Online marketplace Amazon is facing a bit of a credibility problem. After an “extensive investigation”, the company has found various misleading and fake product reviews on its website, and is suing more than 1,000 fraudulent reviewers. The lawsuit has been filed against account holders from Fiverr.com, a marketplace for people looking to offer services such as product reviews, logo design, content writing for as low as $5.
“Most of the defendants offer positive or 5-star reviews for Amazon sellers’ products. Indeed, many encourage the Amazon seller to create the text for their own reviews,” say the complaint filed in a Seattle court on Friday. The court filing goes on to add, “In at least one instance, the seller of a ‘Verified Review’ was willing to receive an empty envelop, not the product itself, simply to create a shipping record.”

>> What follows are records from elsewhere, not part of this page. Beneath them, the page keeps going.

//! Simulation configuration with documented defaults
//!
//! Values can be loaded from a TOML file; any key left out falls back to
//! its default.

use serde::Deserialize;
use std::path::{Path, PathBuf};
use std::time::Duration;

use crate::core::error::{ArenaError, Result};

/// Configuration for the arena and its background loops
#[derive(Debug, Clone, Deserialize)]
#[serde(default)]
pub struct SimulationConfig {
    /// Sleep between movement ticks (milliseconds)
    pub move_interval_ms: u64,

    /// Sleep between combat ticks (milliseconds)
    ///
    /// Combat drains at most one battle task per tick, so this is also the
    /// upper bound on battle throughput.
    pub combat_interval_ms: u64,

    /// How long `stop` waits after clearing the running flag before joining
    pub stop_grace_ms: u64,

    /// Length of a timed auto-battle (seconds)
    pub game_duration_secs: u64,

    /// Number of NPCs spawned by "initialize game"
    pub initial_npc_count: usize,

    /// File the kill log is appended to
    pub battle_log_path: PathBuf,

    /// Default roster file for save/load
    pub roster_path: PathBuf,

    /// Master seed. When set, every NPC generator is derived from it.
    pub seed: Option<u64>,
}

impl Default for SimulationConfig {
    fn default() -> Self {
        Self {
            move_interval_ms: 50,
            combat_interval_ms: 100,
            stop_grace_ms: 100,
            game_duration_secs: 30,
            initial_npc_count: 50,
            battle_log_path: PathBuf::from("battle_log.txt"),
            roster_path: PathBuf::from("dungeon.txt"),
            seed: None,
        }
    }
}

impl SimulationConfig {
    pub fn new() -> Self {
        Self::default()
    }

    pub fn from_toml_str(content: &str) -> Result<Self> {
        let config: SimulationConfig = toml::from_str(content)?;
        config.validate()?;
        Ok(config)
    }

    pub fn from_file(path: &Path) -> Result<Self> {
        let content = std::fs::read_to_string(path)?;
        Self::from_toml_str(&content)
    }

    /// Validate configuration for internal consistency
    pub fn validate(&self) -> Result<()> {
        if self.move_interval_ms == 0 || self.combat_interval_ms == 0 {
            return Err(ArenaError::InvalidConfig(
                "tick intervals must be positive".into(),
            ));
        }
        if self.game_duration_secs == 0 {
            return Err(ArenaError::InvalidConfig(
                "game_duration_secs must be positive".into(),
            ));
        }
        Ok(())
    }

    pub fn move_interval(&self) -> Duration {
        Duration::from_millis(self.move_interval_ms)
    }

    pub fn combat_interval(&self) -> Duration {
        Duration::from_millis(self.combat_interval_ms)
    }

    pub fn stop_grace(&self) -> Duration {
        Duration::from_millis(self.stop_grace_ms)
    }
}
//! Movement loop
//!
//! Each tick runs two read-locked passes over the registry: first every
//! living NPC takes a random step and is clamped onto the simulation grid,
//! then an all-pairs scan queues a battle for every attacker that has a
//! defender inside its species kill distance. All moves of a tick finish
//! before its scan starts.

use std::io;
use std::sync::atomic::{AtomicBool, Ordering};
use std::sync::Arc;
use std::thread::{self, JoinHandle};
use std::time::Duration;

use crate::combat::pairs_within;
use crate::core::types::Bounds;
use crate::simulation::pacing::{guarded, pause, LoopStats};
use crate::simulation::queue::BattleQueue;
use crate::simulation::registry::Registry;

pub struct MovementLoop {
    registry: Arc<Registry>,
    queue: Arc<BattleQueue>,
    running: Arc<AtomicBool>,
    interval: Duration,
    bounds: Bounds,
}

impl MovementLoop {
    pub fn new(
        registry: Arc<Registry>,
        queue: Arc<BattleQueue>,
        running: Arc<AtomicBool>,
        interval: Duration,
    ) -> Self {
        Self {
            registry,
            queue,
            running,
            interval,
            bounds: Bounds::SIMULATION,
        }
    }

    pub fn spawn(self) -> io::Result<JoinHandle<LoopStats>> {
        thread::Builder::new()
            .name("arena-movement".into())
            .spawn(move || self.run())
    }

    /// Main loop. Runs until the running flag is cleared.
    pub fn run(self) -> LoopStats {
        let mut stats = LoopStats::default();
        tracing::debug!("Movement loop started");
        loop {
            if !self.is_running() {
                break;
            }
            if let Some(queued) = guarded("movement", &mut stats, || self.tick()) {
                if queued > 0 {
                    tracing::trace!(queued, "Battles queued");
                }
            }
            if !self.is_running() {
                break;
            }
            pause(&self.running, self.interval);
        }
        tracing::debug!(ticks = stats.ticks, faults = stats.faults, "Movement loop exited");
        stats
    }

    /// One move pass followed by one collision scan. Returns the number of
    /// battle tasks queued.
    pub fn tick(&self) -> usize {
        if !self.move_all() {
            return 0;
        }
        if !self.is_running() {
            return 0;
        }
        self.scan()
    }

    /// Step every living NPC. Returns false if shutdown interrupted the pass.
    pub fn move_all(&self) -> bool {
        self.registry.with_entities(|npcs| {
            for npc in npcs {
                if !self.is_running() {
                    return false;
                }
                if npc.is_alive() {
                    npc.step(self.bounds);
                }
            }
            true
        })
    }

    /// Queue every in-range pairing. Returns the number of tasks pushed.
    pub fn scan(&self) -> usize {
        let pairs = self
            .registry
            .with_entities(|npcs| pairs_within(npcs, |npc| f64::from(npc.params().kill_distance)));
        let count = pairs.len();
        // Registry guard is already released here.
        self.queue.push_all(pairs);
        count
    }

    fn is_running(&self) -> bool {
        self.running.load(Ordering::Acquire)
    }
}

#[cfg(test)]
mod tests {
    use super::*;
    use crate::core::types::Position;
    use crate::entity::{Npc, Species};

    fn setup(running: bool) -> (Arc<Registry>, Arc<BattleQueue>, MovementLoop) {
        let registry = Arc::new(Registry::new());
        let queue = Arc::new(BattleQueue::new());
        let movement = MovementLoop::new(
            registry.clone(),
            queue.clone(),
            Arc::new(AtomicBool::new(running)),
            Duration::from_millis(1),
        );
        (registry, queue, movement)
    }

    #[test]
    fn test_moves_clamp_into_grid() {
        let (registry, _queue, movement) = setup(true);
        registry.add(Npc::spawn(Species::Dragon, "D", Position::new(450, 10), 1));
        registry.add(Npc::spawn(Species::Bull, "B", Position::new(0, 0), 2));
        for _ in 0..50 {
            assert!(movement.move_all());
            for npc in registry.snapshot() {
                assert!(npc.position().is_within_simulation_bounds());
            }
        }
    }

    #[test]
    fn test_scan_pushes_reciprocal_pairs() {
        let (registry, queue, movement) = setup(true);
        registry.add(Npc::spawn(Species::Bull, "Bull", Position::new(10, 10), 1));
        registry.add(Npc::spawn(Species::Frog, "Frog", Position::new(12, 10), 2));
        assert_eq!(movement.scan(), 2);

        let first = queue.try_pop().unwrap();
        assert_eq!(first.attacker.name(), "Bull");
        assert_eq!(first.defender.name(), "Frog");
        let second = queue.try_pop().unwrap();
        assert_eq!(second.attacker.name(), "Frog");
        assert!(queue.try_pop().is_none());
    }

    #[test]
    fn test_stopped_loop_does_nothing() {
        let (registry, queue, movement) = setup(false);
        let npc = Npc::spawn(Species::Dragon, "D", Position::new(50, 50), 1);
        registry.add(npc.clone());
        registry.add(Npc::spawn(Species::Bull, "B", Position::new(50, 50), 2));

        assert_eq!(movement.tick(), 0);
        assert_eq!(npc.position(), Position::new(50, 50));
        assert!(queue.is_empty());

        let stats = movement.run();
        assert_eq!(stats.ticks, 0);
    }
}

Amazon has been dealing with the fake reviews crisis for some time now. Back in August, the New York Times published the story of one reviewer-for-hire Todd Rutherford, who posted hundreds of fake book reviews on Amazon. These reviews were later removed by the e-commerce giant, but many such instances have haunted the website since then.
E-tailers across the web have ramped up security protocols when it comes to user reviews. Websites like Flipkart, MouthShut and even Amazon use AI-based machine learning systems to combat fake reviews, but as technology progresses, sellers too have access to tools which can fool the system into believing that the revews are genuine.
So, how does one protect themselves against fake reviews? For starters there are a few websites which help you spot a fake review. For instance, a website called fakespot.com has the ability of analysing reviews on Amazon. All one needs to do is paste the Amazon product link on the website and wait for the analysis. We tried this with the Amazon product page for Yamaha RX-A840BL Home Theater system, and the result showed about 20% fake reviews for the product.
Some other common ways of spotting a fake review on Amazon include checking launguage usage, length and tone of review, checking the reviewers’ past reviews, checking if the reviewer has actually purchased the product (symbolised by the orange ‘verified purchase’ against the reviewer’s name).